[MOOC] Apollo Lesson 3: Localization
This is my note for lesson 3 of MOOC course: Self-Driving Fundamentals - Featuring Apollo. Content: How the vehicle localizes itself with a single-digit-centimeter-level accuracy.
Localization methods in Apollo
- The RTK (Real Time Kinematic) based method which incorporates GPS and IMU (Inertial Measurement Unit) information.
- The multi-sensor fusion method which incorporates GPS, IMU, and LiDAR information.
Inertial navigation
Global Navigation Satellite System (GNSS)
Global Navigation Satellite System (GNSS) refers to a constellation of satellites providing signals from space that transmit positioning and timing data to GNSS receivers. The receivers then use this data to determine location. Global Positioning System (GPS) is a kind of GNSS.
Properties:
- Accurate with RTK
- Poor performance in urban area and canyons
- Low frequency update (~10Hz) ➝ Too slow for realtime positioning on SDC.
Inertial Measurement Unit (IMU)
On Wikipedia: An inertial measurement unit (IMU) is an electronic device that measures and reports a body's specific force, angular rate, and sometimes the orientation of the body, using a combination of accelerometers, gyroscopes, and sometimes magnetometers.
Components of IMU:
- Accelerometer: measures velocity and acceleration
- Gyroscope: measures rotation and rotational rate
- Magnetometer: establishes cardinal direction (directional heading)

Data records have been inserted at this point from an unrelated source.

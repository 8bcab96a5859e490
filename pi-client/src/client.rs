use std::future::Future;
use std::sync::Arc;
use std::time::Instant;

use common_jws::{Credentials, DetachedJwsSigner, JwsPayload};
use common_observability::{
    GatewayMetrics, OUTCOME_GATEWAY_ERROR, OUTCOME_MALFORMED_RESPONSE, OUTCOME_SIGNING_ERROR,
    OUTCOME_SUCCESS, OUTCOME_TRANSPORT_ERROR,
};
use serde_json::{json, Value};
use tracing::debug;
use uuid::Uuid;

use crate::config::{GatewayConfig, LoggingConfig};
use crate::environment::Environment;
use crate::error::{PiError, PiResult};
use crate::logging::{GatedLog, GatewayLog};
use crate::providers::{providers_from_response, Provider};
use crate::request::PaymentInitiationRequest;
use crate::transport::{HttpMethod, HttpTransport, OutboundRequest, ReqwestTransport, TransportResponse};

pub const JWS_SIGNATURE_HEADER: &str = "x-jws-signature";
pub const REQUEST_ID_HEADER: &str = "X-Request-ID";

const OP_CREATE_INITIATION: &str = "create_payment_initiation";
const OP_STATUS: &str = "get_payment_status";
const OP_PROVIDERS: &str = "get_payment_providers";
const OP_INITIATION_FORM: &str = "get_payment_initiation_form";

/// Signed client for the bank's Payment Initiation API (V3).
///
/// Credentials are passed to every call and never retained, so one client can
/// serve many merchants and many concurrent tasks.
#[derive(Clone)]
pub struct PaymentGatewayClient {
    environment: Environment,
    base_url: String,
    signer: DetachedJwsSigner,
    transport: Arc<dyn HttpTransport>,
    log: GatedLog,
    metrics: Option<GatewayMetrics>,
}

/// One signed exchange and the context logged if it fails.
struct SignedCall<'a> {
    operation: &'static str,
    failure_message: &'static str,
    method: HttpMethod,
    url: &'a str,
    payload: JwsPayload,
    request_id: bool,
    context: Value,
}

impl PaymentGatewayClient {
    pub fn new(config: &GatewayConfig) -> PiResult<Self> {
        Self::builder(config).build()
    }

    pub fn builder(config: &GatewayConfig) -> PaymentGatewayClientBuilder {
        PaymentGatewayClientBuilder::new(config)
    }

    pub fn environment(&self) -> Environment {
        self.environment
    }

    pub fn base_url(&self) -> &str {
        &self.base_url
    }

    pub fn metrics(&self) -> Option<&GatewayMetrics> {
        self.metrics.as_ref()
    }

    pub fn transaction_url(&self, bic: &str) -> String {
        format!("{}/v3/transactions/providers/{bic}", self.base_url)
    }

    pub fn providers_url(&self) -> String {
        format!("{}/v3/agreement/providers", self.base_url)
    }

    /// Start a payment and return the SCA redirect URL for the payer.
    ///
    /// Returns an empty string when the bank accepts the payment but sends no
    /// `_links.scaRedirect.href`.
    pub async fn create_payment_initiation(
        &self,
        request: &PaymentInitiationRequest,
        credentials: &Credentials,
    ) -> PiResult<String> {
        let url = self.transaction_url(request.creditor_bic());
        self.instrumented(OP_CREATE_INITIATION, async {
            let response = self
                .execute_signed(
                    SignedCall {
                        operation: OP_CREATE_INITIATION,
                        failure_message: "Swedbank payment initiation failed",
                        method: HttpMethod::Post,
                        url: &url,
                        payload: JwsPayload::Json(request.body().clone()),
                        request_id: true,
                        context: json!({ "payment_data": request.body(), "url": url }),
                    },
                    credentials,
                )
                .await?;

            let body: Value = response.json()?;
            let redirect = match body.pointer("/_links/scaRedirect/href").and_then(Value::as_str) {
                Some(href) => href.to_string(),
                None => {
                    self.log.warn(
                        "Swedbank payment initiation response carried no scaRedirect link",
                        json!({ "url": url }),
                    );
                    String::new()
                }
            };
            self.log.info(
                "Swedbank payment initiation created",
                json!({ "url": url, "has_redirect": !redirect.is_empty() }),
            );
            Ok::<_, PiError>(redirect)
        })
        .await
    }

    /// Fetch the state of a payment from the status URL the bank returned earlier.
    pub async fn get_payment_status(&self, status_url: &str, credentials: &Credentials) -> PiResult<Value> {
        self.instrumented(OP_STATUS, async {
            let response = self
                .execute_signed(
                    SignedCall {
                        operation: OP_STATUS,
                        failure_message: "Swedbank payment status request failed",
                        method: HttpMethod::Get,
                        url: status_url,
                        payload: JwsPayload::Empty,
                        request_id: true,
                        context: json!({ "url": status_url }),
                    },
                    credentials,
                )
                .await?;
            let status: Value = response.json()?;
            self.log.info("Swedbank payment status retrieved", json!({ "url": status_url }));
            Ok::<_, PiError>(status)
        })
        .await
    }

    /// List the banks available under the merchant agreement.
    ///
    /// `country` is not sent to the bank; it only enriches failure logs.
    pub async fn get_payment_providers(&self, country: &str, credentials: &Credentials) -> PiResult<Vec<Provider>> {
        let url = self.providers_url();
        self.instrumented(OP_PROVIDERS, async {
            let response = self
                .execute_signed(
                    SignedCall {
                        operation: OP_PROVIDERS,
                        failure_message: "Swedbank providers request failed",
                        method: HttpMethod::Get,
                        url: &url,
                        payload: JwsPayload::Empty,
                        request_id: false,
                        context: json!({ "country": country, "url": url }),
                    },
                    credentials,
                )
                .await?;
            let providers = providers_from_response(&response.json()?)?;
            self.log.info(
                "Swedbank providers retrieved",
                json!({ "country": country, "count": providers.len() }),
            );
            Ok::<_, PiError>(providers)
        })
        .await
    }

    /// Post payment data to a specific provider and return the bank's form description.
    ///
    /// The provider comes from `bic`; `payment_data` is sent unchanged and need
    /// not name a creditor BIC.
    pub async fn get_payment_initiation_form(
        &self,
        bic: &str,
        payment_data: &Value,
        credentials: &Credentials,
    ) -> PiResult<Value> {
        let url = self.transaction_url(bic);
        self.instrumented(OP_INITIATION_FORM, async {
            let response = self
                .execute_signed(
                    SignedCall {
                        operation: OP_INITIATION_FORM,
                        failure_message: "Swedbank payment initiation form failed",
                        method: HttpMethod::Post,
                        url: &url,
                        payload: JwsPayload::Json(payment_data.clone()),
                        request_id: true,
                        context: json!({ "bic": bic }),
                    },
                    credentials,
                )
                .await?;
            let form: Value = response.json()?;
            self.log.info("Swedbank payment initiation form retrieved", json!({ "bic": bic }));
            Ok::<_, PiError>(form)
        })
        .await
    }

    async fn execute_signed(&self, call: SignedCall<'_>, credentials: &Credentials) -> PiResult<TransportResponse> {
        let body = call.payload.to_signing_string()?;
        let jws = self.signer.sign_serialized(&body, call.url, credentials)?;

        let mut headers = vec![(JWS_SIGNATURE_HEADER, jws)];
        if call.method == HttpMethod::Post {
            headers.push(("Content-Type", "application/json".to_string()));
        }
        headers.push(("Accept", "application/json".to_string()));
        let request_id = call.request_id.then(generate_request_id);
        if let Some(id) = &request_id {
            headers.push((REQUEST_ID_HEADER, id.clone()));
        }

        let request = OutboundRequest {
            method: call.method,
            url: call.url.to_string(),
            headers,
            body: match call.payload {
                JwsPayload::Empty => None,
                JwsPayload::Json(_) => Some(body),
            },
        };
        debug!(
            operation = call.operation,
            method = call.method.as_str(),
            url = call.url,
            request_id = request_id.as_deref().unwrap_or(""),
            "sending signed request"
        );

        let response = match self.transport.execute(request).await {
            Ok(response) => response,
            Err(err) => {
                let mut context = call.context;
                merge(&mut context, json!({ "error": err.to_string(), "request_id": request_id }));
                self.log.error(call.failure_message, context);
                return Err(err);
            }
        };

        if !response.is_success() {
            let mut context = call.context;
            merge(
                &mut context,
                json!({ "response": response.body, "status": response.status, "request_id": request_id }),
            );
            self.log.error(call.failure_message, context);
            return Err(PiError::Gateway {
                status: response.status,
                body: response.body,
            });
        }

        Ok(response)
    }

    async fn instrumented<T, F>(&self, operation: &'static str, call: F) -> PiResult<T>
    where
        F: Future<Output = PiResult<T>>,
    {
        let started = Instant::now();
        let result = call.await;
        if let Some(metrics) = &self.metrics {
            metrics.observe(operation, outcome_label(&result), started.elapsed().as_secs_f64());
        }
        result
    }
}

impl std::fmt::Debug for PaymentGatewayClient {
    fn fmt(&self, f: &mut std::fmt::Formatter<'_>) -> std::fmt::Result {
        f.debug_struct("PaymentGatewayClient")
            .field("environment", &self.environment)
            .field("base_url", &self.base_url)
            .field("log", &self.log)
            .field("metrics", &self.metrics.is_some())
            .finish()
    }
}

pub struct PaymentGatewayClientBuilder {
    environment: Environment,
    base_url: String,
    request_timeout: std::time::Duration,
    logging: LoggingConfig,
    transport: Option<Arc<dyn HttpTransport>>,
    log_sink: Option<Arc<dyn GatewayLog>>,
    metrics: Option<GatewayMetrics>,
}

impl PaymentGatewayClientBuilder {
    fn new(config: &GatewayConfig) -> Self {
        Self {
            environment: config.environment,
            base_url: config.base_url().trim_end_matches('/').to_string(),
            request_timeout: config.request_timeout,
            logging: config.logging.clone(),
            transport: None,
            log_sink: None,
            metrics: None,
        }
    }

    pub fn with_transport(mut self, transport: Arc<dyn HttpTransport>) -> Self {
        self.transport = Some(transport);
        self
    }

    /// Replace the default `tracing` sink. Enabled flag and level from the
    /// configuration still apply.
    pub fn with_log_sink(mut self, sink: Arc<dyn GatewayLog>) -> Self {
        self.log_sink = Some(sink);
        self
    }

    pub fn with_metrics(mut self, metrics: GatewayMetrics) -> Self {
        self.metrics = Some(metrics);
        self
    }

    pub fn build(self) -> PiResult<PaymentGatewayClient> {
        let transport = match self.transport {
            Some(transport) => transport,
            None => Arc::new(ReqwestTransport::new(self.request_timeout)?),
        };
        let log = match self.log_sink {
            Some(sink) => GatedLog::new(sink, &self.logging),
            None => GatedLog::from_config(&self.logging),
        };

        Ok(PaymentGatewayClient {
            environment: self.environment,
            base_url: self.base_url,
            signer: DetachedJwsSigner::new(),
            transport,
            log,
            metrics: self.metrics,
        })
    }
}

/// `req_` plus a time-ordered UUID; unique enough for log correlation.
pub fn generate_request_id() -> String {
    format!("req_{}", Uuid::now_v7().simple())
}

fn merge(target: &mut Value, extra: Value) {
    if let (Value::Object(target), Value::Object(extra)) = (target, extra) {
        for (key, value) in extra {
            if !value.is_null() {
                target.insert(key, value);
            }
        }
    }
}

fn outcome_label<T>(result: &PiResult<T>) -> &'static str {
    match result {
        Ok(_) => OUTCOME_SUCCESS,
        Err(PiError::Gateway { .. }) => OUTCOME_GATEWAY_ERROR,
        Err(PiError::Transport(_)) => OUTCOME_TRANSPORT_ERROR,
        Err(PiError::MalformedResponse(_)) => OUTCOME_MALFORMED_RESPONSE,
        Err(PiError::InvalidKey(_) | PiError::SigningFailure(_) | PiError::InvalidRequest(_)) => {
            OUTCOME_SIGNING_ERROR
        }
    }
}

Disadvantage: The IMU's motion error increase with time.
GPS + IMU
We can combine GPS + IMU to localize the car. On one hand, IMU compensates for the low update frequency of GPS. On the other hand, GPS corrects the IMU's motion errors.
LiDAR Localization
With LiDAR, we can localize a car by means of point cloud matching. This method continuously matches the detected data from LiDAR sensors with the preexisting HD map. ➝ Require constantly updated HD map ➝ Very difficult.
Visual localization
Can we use images from cameras to localize the car?
Yes, but using only camera is hard. We often combine images with other sensor signals.
Particle Filter: We use particles or points on the map to estimate our most likely location.
Apollo Localization
Apollo localization using input from multiple sources and use Kalman Filter for sensor fusion.
Sensor fusion for localization
Kidnapped Vehicle
TODO: Try Kidnapped Vehicle Project.